The NDAC, appointed by the NABP Executive Committee, consists of representation from the state boards of pharmacy, American Medical Association, American Society of Health-System Pharmacists, Healthcare Distribution Management Association, National Association of Chain Drug Stores, Pharmaceutical Distributors Association, Pharmaceutical Research and Manufacturers of America, and United States Pharmacopeia. Ex-officio members, who serve as resources for the Coalition, include Food and Drug Administration, an independent counterfeit expert, and representation from the wholesale distribution and pharmaceutical manufacturing industries.

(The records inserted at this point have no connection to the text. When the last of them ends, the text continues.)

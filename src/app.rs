//! Command handlers behind the `dupsafe` binary.

use std::io::{self, IsTerminal, Write};
use std::path::{Path, PathBuf};

use anyhow::{Context, Result};

use crate::actions::{delete_marked, DeletePolicy, DeletionOutcome};
use crate::cli::{Cli, Commands, ConfigCommand, OutputFormat, PolicyArg, ScanArgs};
use crate::config::Settings;
use crate::duplicates::{GroupId, GroupStore, MarkOutcome};
use crate::engine::ScanEngine;
use crate::error::ExitCode;
use crate::logging::init_logging;
use crate::output::{text, JsonOutput, MarkRefusal};
use crate::progress::{ProgressSink, TerminalProgress};
use crate::signal::{install_handler, CancelToken};

/// Run the parsed command line.
///
/// # Errors
///
/// Returns an error for invalid roots, unusable settings, or I/O failures on
/// the terminal. Skipped files and failed deletions are not errors; they
/// surface as [`ExitCode::PartialSuccess`].
pub fn run_app(cli: Cli) -> Result<ExitCode> {
    let settings = Settings::load();
    init_logging(cli.verbose, cli.quiet, settings.enable_debug_logging);

    if cli.no_color || !io::stdout().is_terminal() {
        yansi::disable();
    }

    match cli.command {
        Commands::Scan(args) => handle_scan(&args, &settings, cli.quiet),
        Commands::Config(cmd) => handle_config(cmd, settings),
    }
}

fn handle_scan(args: &ScanArgs, settings: &Settings, quiet: bool) -> Result<ExitCode> {
    let token = install_handler()?;
    let engine = ScanEngine::new().with_cancel_token(token.clone());

    let progress = TerminalProgress::new(quiet);
    let handle = engine
        .start_scan(&args.path)
        .with_context(|| format!("Failed to scan {}", args.path.display()))?;
    let scan = handle.wait_with_progress(|p| progress.report(p))?;
    progress.finish(if scan.cancelled { "Cancelled" } else { "Done" });

    let mut store = GroupStore::from_scan(&scan);
    let refusals = apply_mark_commands(&mut store, &args.keep, &args.discard);

    let deletion = if args.delete {
        run_deletion(&mut store, args, settings, &token)?
    } else {
        None
    };

    let exit_code = if token.is_cancelled() {
        ExitCode::Interrupted
    } else {
        ExitCode::for_outcome(&scan, deletion.as_ref())
    };
    let mut stdout = io::stdout().lock();
    match args.output {
        OutputFormat::Text => {
            text::write_report(&mut stdout, &store, &scan, &refusals, deletion.as_ref())?;
        }
        OutputFormat::Json => JsonOutput::new(&store, &scan, exit_code)
            .with_refusals(&refusals)
            .with_deletion(deletion.as_ref())
            .write_to(&mut stdout)?,
    }

    Ok(exit_code)
}

/// Apply `--keep` then `--discard` commands to the store.
///
/// Keeping always succeeds for a known member. Discarding goes through the
/// selection guard. Every command that could not be applied is returned.
/// Command and member paths are compared in absolute form, so `a.txt`
/// matches the member `./a.txt`.
pub fn apply_mark_commands(
    store: &mut GroupStore,
    keep: &[PathBuf],
    discard: &[PathBuf],
) -> Vec<MarkRefusal> {
    let commands = keep
        .iter()
        .map(|p| (p, false))
        .chain(discard.iter().map(|p| (p, true)));

    let mut refusals = Vec::new();
    for (path, marked) in commands {
        let outcome = match locate_member(store, path) {
            Some((id, member)) => store.set_mark(id, &member, marked),
            None => MarkOutcome::UnknownMember,
        };
        let reason = match outcome {
            MarkOutcome::Applied | MarkOutcome::Unchanged => continue,
            MarkOutcome::Rejected => "it is the last kept copy in its group",
            MarkOutcome::UnknownMember => "not a member of any duplicate group",
        };
        log::warn!("Cannot change mark of {}: {}", path.display(), reason);
        refusals.push(MarkRefusal {
            path: path.clone(),
            reason: reason.to_string(),
        });
    }
    refusals
}

fn locate_member(store: &GroupStore, path: &Path) -> Option<(GroupId, PathBuf)> {
    if let Some(id) = store.find_member(path) {
        return Some((id, path.to_path_buf()));
    }
    let wanted = std::path::absolute(path).ok()?;
    store.groups().iter().find_map(|group| {
        group
            .members
            .iter()
            .find(|m| std::path::absolute(m.path()).is_ok_and(|p| p == wanted))
            .map(|m| (group.id, m.path().to_path_buf()))
    })
}

fn resolve_policy(args: &ScanArgs, settings: &Settings) -> Result<DeletePolicy> {
    Ok(match args.policy {
        PolicyArg::Permanent => DeletePolicy::Permanent,
        PolicyArg::Trash => DeletePolicy::Trash,
        PolicyArg::Move => DeletePolicy::MoveTo(match args.move_to {
            Some(ref dir) => dir.clone(),
            None => settings
                .move_target_folder()
                .context("No folder for the move policy")?,
        }),
    })
}

fn run_deletion(
    store: &mut GroupStore,
    args: &ScanArgs,
    settings: &Settings,
    token: &CancelToken,
) -> Result<Option<DeletionOutcome>> {
    if token.is_cancelled() {
        log::warn!("Interrupted; not deleting anything");
        return Ok(None);
    }
    let marked = store.total_marked_count();
    if marked == 0 {
        log::info!("Nothing is marked for deletion");
        return Ok(None);
    }

    let policy = resolve_policy(args, settings)?;
    if !args.yes {
        let question = format!(
            "Remove {} marked file(s) ({}), {} total?",
            marked,
            policy,
            bytesize::ByteSize::b(store.space_reclaimable())
        );
        if !prompt_confirm(&question)? {
            log::info!("Deletion aborted by user");
            return Ok(None);
        }
    }
    // Ctrl+C at the prompt does not end the blocking read.
    if token.is_cancelled() {
        log::warn!("Interrupted at confirmation; not deleting anything");
        return Ok(None);
    }

    Ok(Some(delete_marked(store, &policy)))
}

/// Ask a yes/no question on stderr. Anything but `y`/`yes` means no.
fn prompt_confirm(question: &str) -> Result<bool> {
    let mut stderr = io::stderr();
    write!(stderr, "{question} (y/N): ")?;
    stderr.flush()?;

    let mut input = String::new();
    io::stdin()
        .read_line(&mut input)
        .context("Failed to read confirmation")?;
    Ok(matches!(input.trim().to_lowercase().as_str(), "y" | "yes"))
}

fn handle_config(cmd: ConfigCommand, mut settings: Settings) -> Result<ExitCode> {
    match cmd {
        ConfigCommand::Show => {
            let path = Settings::config_path()?;
            println!("{}", serde_json::to_string_pretty(&settings)?);
            println!("settings file: {}", path.display());
            match settings.move_target_folder() {
                Ok(folder) => println!("move target:   {}", folder.display()),
                Err(e) => println!("move target:   unavailable ({e})"),
            }
            return Ok(ExitCode::Success);
        }
        ConfigCommand::SetMoveTarget { path } => {
            settings.move_target_folder = Some(absolute(&path)?);
        }
        ConfigCommand::ResetMoveTarget => settings.move_target_folder = None,
        ConfigCommand::SetDebugLogging { enabled } => settings.enable_debug_logging = enabled,
    }

    let path = settings.save()?;
    log::info!("Settings saved to {}", path.display());
    Ok(ExitCode::Success)
}

fn absolute(path: &Path) -> Result<PathBuf> {
    std::path::absolute(path).with_context(|| format!("Invalid path {}", path.display()))
}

Following presentations on the NABP Model Rules for the Licensure of Wholesale Distributors (Charisse Johnson, NABP), Florida Prescription Drug Protection Act (Jerry Hill, bureau chief of Pharmaceutical Services, Florida Department of Health), and an Overview of Counterfeiting (Lewis Kontnik, Lew Kontnik Associates), the Coalition discussed the development of criteria for determining prescription drug products to be included on the NABP “National Specified List of Susceptible Products.” Pfizer US Pharmaceuticals representative Peggy Staver discussed Pfizer’s efforts to address counterfeit drugs via enhanced business practices, regulatory and legislative action, industry initiatives, and various technologic solutions.
After evaluating a number of resources and recommendations including Florida’s Specified Drug List criteria the Coalition developed criteria to serve as a guideline for determining which prescription drugs should be listed. Suggestions recommended by the Coalition include:
- The addition of Viagra® to the NABP “National Specified List of Susceptible Products”;
- The exclusion of veterinary prescription drugs and devices from the scope of the Coalition and NABP’s “National Specified List of Susceptible Products”; and
- The inclusion of prescription drug products that are noted to be in limited supply due to a national shortage for significant periods of time.
The recommendations of the Coalition have been forwarded to the NABP Executive Committee for review and final approval. The Executive Committee will release its final decisions regarding the criteria and the “National Specified List of Susceptible Products” in the upcoming weeks.